Friday, December 31, 2010

Patterns and Lines, and if We Ever Notice Them

It can't be that complex, you tell yourself. It's simple, at least you know why it happened. Someone once told me that things happen according to a certain set of conditions. Weird things, abnormal things. Once the conditions have been set, even the unimaginable will unfold beautifully, as if it had been waiting to happen, when in fact it was just a fucking coincidence. Of course, these conditions are subjective. But who sets these conditions? Was it fate? Was it God? The stars? The planets? Oh, I know the answer - it's us, weak human beings. What are these conditions, you may ask for this is getting confusing.

CASE 1: Conditions: Lonely girl. Lonely guy. Jazz bar, soothing music, dim lights, intimate atmosphere. Consequence: They kissed.

CASE 2: Conditions: Sick mother. Graduating son. Utter poverty. Son roams the mall one afternoon, a rich lady forgot her purse on one of those benches. Consequence: He saw it, then took it home even though he can still run after the lady and return the wallet.

CASE 3: Conditions: A sweet girl has a problematic best friend. Her best friend, in spite of being problematic is an awesome friend. They were together all the time. They've been friends for years. Consequence: They fell in love with each other. Both are girls.

CASE 4: Conditions: Two old friends, a guy and a girl. They bumped into each other and decided to catch up for they haven't seen each other in a long time. They talked under the sky, talking about their affairs and issues and other shit. Consequence: He walked her home, and they made love.

I could go on and list cases and cases. But for now, let me give you a quiz and ask about what you think will happen to each of these cases after wards. The correct answers:
CASE 1: The two exchanged numbers, started dating then got married 3 years after.

CASE 2: Son uses the money to pay for hospital bills but the mother died anyway. Son graduates, meets a girl then eventually marries her. 2 years after he learned that the lady whose purse he took was actually his wife's aunt. He spends the rest of his life making up for it.

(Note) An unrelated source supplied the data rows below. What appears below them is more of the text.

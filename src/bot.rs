use crate::action::GameAction;
use crate::state::GameState;

/// Decision collaborator for AI-controlled seats.
///
/// Called with a snapshot in which the current player is the bot; returns exactly one
/// action to apply. Implementations only read the snapshot.
pub trait Bot: Send {
    fn decide(&mut self, state: &GameState) -> GameAction;
}

impl<B: Bot + ?Sized> Bot for Box<B> {
    fn decide(&mut self, state: &GameState) -> GameAction {
        (**self).decide(state)
    }
}
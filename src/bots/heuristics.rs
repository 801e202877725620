//! Scoring functions shared by the look-ahead ranking and the fallback chain.
//!
//! Every score is relative: larger is better, and only comparisons between
//! scores of the same kind are meaningful.

use crate::action::CardSource;
use crate::bots::difficulty::DifficultyProfile;
use crate::card::Card;
use crate::rules;
use crate::state::GameState;

/// Keep value given to Skip-Bo cards; nothing outranks them.
pub const SKIP_BO_KEEP: i32 = 1_000;

const BASE_PLAY: i32 = 1_000;

/// Values the build piles accept right now.
pub fn needed_values(state: &GameState) -> Vec<u8> {
    state
        .build_piles
        .iter()
        .filter_map(|pile| rules::accepted_value(pile, state.config.max_value))
        .collect()
}

/// How much the current player wants to hold on to `card`.
///
/// Low cards start and continue piles, so they are worth keeping; high cards are
/// the natural discards.
pub fn keep_value(state: &GameState, card: Card, profile: &DifficultyProfile) -> i32 {
    let Card::Number(value) = card else {
        return SKIP_BO_KEEP;
    };
    let max_value = state.config.max_value;
    let mut keep = if value <= 3 {
        60
    } else if value.saturating_add(4) <= max_value {
        30
    } else {
        10
    };

    let needed = needed_values(state);
    if needed.iter().any(|next| value == *next || value == next.saturating_add(1)) {
        keep += profile.needed_soon;
    }
    if let Some(Card::Number(stock)) = state.current().stock_top() {
        if needed.iter().any(|next| *next <= value && value < stock) {
            keep += profile.needed_soon;
        }
    }

    let copies = state
        .current()
        .hand_cards()
        .filter(|(_, held)| *held == card)
        .count() as i32;
    keep - profile.duplicate * (copies - 1).max(0)
}

/// How good a place discard pile `pile` is for a card of `value`.
pub fn discard_pile_score(
    state: &GameState,
    value: u8,
    pile: usize,
    profile: &DifficultyProfile,
) -> i32 {
    let Some(cards) = state.current().discard_piles.get(pile) else {
        return i32::MIN / 2;
    };
    let mut score = value as i32 * profile.high_value;
    match cards.last() {
        None => score += profile.empty_pile,
        Some(Card::Number(top)) if *top == value => score += profile.same_value,
        // Stacking downwards lets the pile be played back upwards later.
        Some(Card::Number(top)) if *top == value.saturating_add(1) => score += profile.sequential,
        Some(Card::Number(top)) if *top < value => {
            let weight = if *top <= 3 { 2 } else { 1 };
            score -= profile.buries_low * weight;
        }
        Some(_) => {}
    }
    if needed_values(state).contains(&value) {
        score -= profile.needed_value;
    }
    score - cards.len() as i32 * profile.pile_depth
}

/// Discard pile a card of `value` should go to.
pub fn best_discard_pile(state: &GameState, value: u8, profile: &DifficultyProfile) -> usize {
    let piles = &state.current().discard_piles;
    if !profile.strategic_discard {
        if let Some(empty) = piles.iter().position(Vec::is_empty) {
            return empty;
        }
        return piles
            .iter()
            .enumerate()
            .min_by_key(|(index, pile)| (pile.len(), *index))
            .map(|(index, _)| index)
            .unwrap_or(0);
    }
    let mut best = 0;
    let mut best_score = i32::MIN;
    for pile in 0..piles.len() {
        let score = discard_pile_score(state, value, pile, profile);
        if score > best_score {
            best = pile;
            best_score = score;
        }
    }
    best
}

/// Score for discarding the hand card `card` onto `pile`.
pub fn discard_move_score(
    state: &GameState,
    card: Card,
    pile: usize,
    profile: &DifficultyProfile,
) -> Option<i32> {
    let value = card.value()?;
    Some(discard_pile_score(state, value, pile, profile) - keep_value(state, card, profile))
}

/// True when playing `card` from `source` as `value` spends a Skip-Bo card
/// without completing a pile or freeing the stock top.
pub fn wastes_skip_bo(state: &GameState, source: CardSource, card: Card, value: u8) -> bool {
    card.is_skip_bo()
        && source != CardSource::Stock
        && value < state.config.max_value
        && !unlocks_stock(state, source, value)
}

fn unlocks_stock(state: &GameState, source: CardSource, value: u8) -> bool {
    source != CardSource::Stock
        && matches!(state.current().stock_top(), Some(Card::Number(stock)) if stock == value.saturating_add(1))
}

/// Score for playing `card` from `source` onto build pile `pile`.
pub fn play_score(
    state: &GameState,
    source: CardSource,
    card: Card,
    pile: usize,
    profile: &DifficultyProfile,
) -> Option<i32> {
    let value = rules::accepted_value(state.build_piles.get(pile)?, state.config.max_value)?;
    if !card.matches_value(value) {
        return None;
    }
    let mut score = BASE_PLAY;
    score += match source {
        CardSource::Stock => profile.stock_source,
        CardSource::Hand(_) => profile.hand_source,
        CardSource::Discard(index) => discard_source_score(state, index, profile),
    };
    let completes = value == state.config.max_value;
    if completes {
        score += profile.completion;
    }
    if unlocks_stock(state, source, value) {
        score += profile.unlocks_stock;
    }
    if card.is_skip_bo() && source != CardSource::Stock {
        if wastes_skip_bo(state, source, card, value) {
            score -= profile.skip_bo_waste;
        } else {
            score += profile.skip_bo_efficient;
        }
    }
    if !completes {
        if let Some(Card::Number(theirs)) = state.opponent().stock_top() {
            if theirs == value.saturating_add(1) {
                score -= profile.feeds_opponent;
            }
        }
    }
    Some(score)
}

/// Preference for playing off discard pile `index`: deeper piles free more cards.
pub fn discard_source_score(state: &GameState, index: usize, profile: &DifficultyProfile) -> i32 {
    let depth = state
        .current()
        .discard_piles
        .get(index)
        .map_or(0, Vec::len) as i32;
    profile.discard_source + depth * profile.discard_depth
}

CASE 3: They embraced their love, lived happily for 2 years but broke up, because of - guess what - some conditions. They remained good friends after that, though. Girl starts dating guys again. Best friend's still in love with her, she got so depressed that they didn't last long. One day she was found dead in her room, overdosed on insecticide.
CASE 4: They remained friends and laughed about what happened. Then, they made love one more time. They started spending a great deal of time with each other,then things went back to normal - the way they were before they bumped into each other.

What I'm saying is, sometimes, no matter how open we think we are, we can't just dismiss things and say they just happen - because we have principles and because us humans are humans, created to have emotions. And because we are made different from each other, we have different emotional make up and hence, perspectives. What might be casual to one person might mean otherwise to another. What might be easy to one person might be very depressing to another one.

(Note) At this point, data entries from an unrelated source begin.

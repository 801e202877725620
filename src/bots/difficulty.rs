use crate::action::Difficulty;

/// Weight table and feature switches for one difficulty level.
#[derive(Clone, Copy, Debug, PartialEq)]
pub struct DifficultyProfile {
    /// Rank every legal move instead of walking the fixed priority chain.
    pub lookahead: bool,
    /// Score discard piles; otherwise take the first empty (or shallowest) pile.
    pub strategic_discard: bool,
    /// Probability of picking among the top three candidates instead of the best.
    pub blunder_chance: f64,

    // Play scoring.
    pub stock_source: i32,
    pub discard_source: i32,
    pub discard_depth: i32,
    pub hand_source: i32,
    pub completion: i32,
    pub unlocks_stock: i32,
    pub skip_bo_efficient: i32,
    pub skip_bo_waste: i32,
    pub feeds_opponent: i32,

    // Discard pile scoring.
    pub empty_pile: i32,
    pub same_value: i32,
    pub sequential: i32,
    pub high_value: i32,
    pub buries_low: i32,
    pub needed_value: i32,
    pub pile_depth: i32,

    // Keep value adjustments.
    pub duplicate: i32,
    pub needed_soon: i32,
}

impl DifficultyProfile {
    pub fn for_level(level: Difficulty) -> Self {
        match level {
            Difficulty::Easy => Self::EASY,
            Difficulty::Medium => Self::MEDIUM,
            Difficulty::Hard => Self::HARD,
        }
    }

    pub const EASY: Self = Self {
        lookahead: false,
        strategic_discard: false,
        blunder_chance: 0.25,
        stock_source: 300,
        discard_source: 60,
        discard_depth: 5,
        hand_source: 20,
        completion: 40,
        unlocks_stock: 80,
        skip_bo_efficient: 20,
        skip_bo_waste: 20,
        feeds_opponent: 0,
        empty_pile: 20,
        same_value: 15,
        sequential: 10,
        high_value: 2,
        buries_low: 10,
        needed_value: 10,
        pile_depth: 3,
        duplicate: 5,
        needed_soon: 10,
    };

    pub const MEDIUM: Self = Self {
        lookahead: true,
        strategic_discard: true,
        blunder_chance: 0.08,
        stock_source: 600,
        discard_source: 120,
        discard_depth: 10,
        hand_source: 40,
        completion: 80,
        unlocks_stock: 200,
        skip_bo_efficient: 60,
        skip_bo_waste: 120,
        feeds_opponent: 60,
        empty_pile: 40,
        same_value: 50,
        sequential: 30,
        high_value: 4,
        buries_low: 30,
        needed_value: 40,
        pile_depth: 6,
        duplicate: 15,
        needed_soon: 25,
    };

    pub const HARD: Self = Self {
        lookahead: true,
        strategic_discard: true,
        blunder_chance: 0.0,
        stock_source: 1_000,
        discard_source: 200,
        discard_depth: 15,
        hand_source: 50,
        completion: 120,
        unlocks_stock: 400,
        skip_bo_efficient: 100,
        skip_bo_waste: 250,
        feeds_opponent: 150,
        empty_pile: 60,
        same_value: 80,
        sequential: 50,
        high_value: 6,
        buries_low: 50,
        needed_value: 70,
        pile_depth: 8,
        duplicate: 25,
        needed_soon: 40,
    };
}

What do you do if your emotional make up is not able to handle a thing you thought you will be able to? Do you alter your genetic code? Do you go under a surgery so you become an alien instead, or a robot?

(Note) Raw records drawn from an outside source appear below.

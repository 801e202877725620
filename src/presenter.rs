//! Hooks through which the turn machine waits for the presentation layer.

use async_trait::async_trait;
use serde::{Deserialize, Serialize};
use tokio::time::{Duration, sleep};

use crate::action::PlayerId;
use crate::card::Card;
use crate::config::PacingConfig;

/// Logical place a card moves from or to.
#[derive(Copy, Clone, Debug, Eq, PartialEq, Serialize, Deserialize)]
pub enum CardLocation {
    Deck,
    Hand(usize),
    Stock,
    Discard(usize),
    Build(usize),
}

#[derive(Copy, Clone, Debug, Eq, PartialEq, Serialize, Deserialize)]
pub struct CardMotion {
    pub card: Card,
    pub from: CardLocation,
    pub to: CardLocation,
}

/// Something the presentation layer gets to show before the game moves on.
#[derive(Clone, Debug, Eq, PartialEq, Serialize, Deserialize)]
pub enum Presentation {
    /// Cards dealt from the deck into empty hand slots at the start of a turn.
    Draw {
        player: PlayerId,
        motions: Vec<CardMotion>,
    },
    /// A bot moving a card onto a build pile.
    Play { player: PlayerId, motion: CardMotion },
    /// A bot moving a hand card onto one of its discard piles.
    Discard { player: PlayerId, motion: CardMotion },
    /// A bot is about to decide its next action.
    Think { player: PlayerId },
}

/// Present-and-wait collaborator. The returned future resolves once the
/// presentation is finished; game state is not touched until it does.
#[async_trait]
pub trait Presenter: Send {
    async fn present(&mut self, presentation: &Presentation);
}

#[async_trait]
impl<P: Presenter + ?Sized> Presenter for Box<P> {
    async fn present(&mut self, presentation: &Presentation) {
        (**self).present(presentation).await
    }
}

/// Used when no presentation layer is attached.
#[derive(Clone, Copy, Debug, Default)]
pub struct Immediate;

#[async_trait]
impl Presenter for Immediate {
    async fn present(&mut self, _presentation: &Presentation) {}
}

/// Wraps a presenter so every presentation lasts at least a minimum time,
/// even when the inner presenter resolves sooner.
pub struct Paced<P> {
    inner: P,
    pacing: PacingConfig,
}

impl<P: Presenter> Paced<P> {
    pub fn new(inner: P, pacing: PacingConfig) -> Self {
        Self { inner, pacing }
    }

    pub fn into_inner(self) -> P {
        self.inner
    }

    fn minimum_for(&self, presentation: &Presentation) -> Duration {
        match presentation {
            Presentation::Draw { .. } => self.pacing.draw(),
            Presentation::Play { .. } => self.pacing.play(),
            Presentation::Discard { .. } => self.pacing.discard(),
            Presentation::Think { .. } => self.pacing.think(),
        }
    }
}

#[async_trait]
impl<P: Presenter> Presenter for Paced<P> {
    async fn present(&mut self, presentation: &Presentation) {
        let minimum = self.minimum_for(presentation);
        tokio::join!(self.inner.present(presentation), sleep(minimum));
    }
}

#[cfg(test)]
mod tests {
    use tokio::time::Instant;

    use super::*;

    struct Slow(Duration);

    #[async_trait]
    impl Presenter for Slow {
        async fn present(&mut self, _presentation: &Presentation) {
            sleep(self.0).await;
        }
    }

    #[tokio::test(start_paused = true)]
    async fn paced_waits_at_least_the_minimum() {
        let mut paced = Paced::new(Immediate, PacingConfig::default());
        let started = Instant::now();
        paced.present(&Presentation::Think { player: 1 }).await;
        assert!(started.elapsed() >= Duration::from_millis(PacingConfig::default().think_ms));
    }

    #[tokio::test(start_paused = true)]
    async fn paced_does_not_cut_slow_presentations_short() {
        let mut paced = Paced::new(Slow(Duration::from_secs(2)), PacingConfig::default());
        let started = Instant::now();
        paced.present(&Presentation::Think { player: 0 }).await;
        assert!(started.elapsed() >= Duration::from_secs(2));
    }
}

If you look at these things closely, or if you step back and look through a camera with wide-angle lens, you will see that all things actually fit into a pattern and it's as if everything is actually just based on templates as simple as that of Microsoft Powerpoint 2003. No matter how weird, how far-fetch, how unbelievable an event is, it will fit into a pattern. We earthlings just love to sensationalize, draw lines so thin between things that even us can no longer recognize them or whatever the hell are we even trying to distinguish from each other through those thinly-drawn lines. So the next time you think what happened to you is out-of-this-world, remember the word "patterns". Don't be sad, no matter how "first time" it feels, that thing sure had happened before and if it's turning sour, you'll be getting over it just fine.

Just don't regret anything. Only take lessons with you.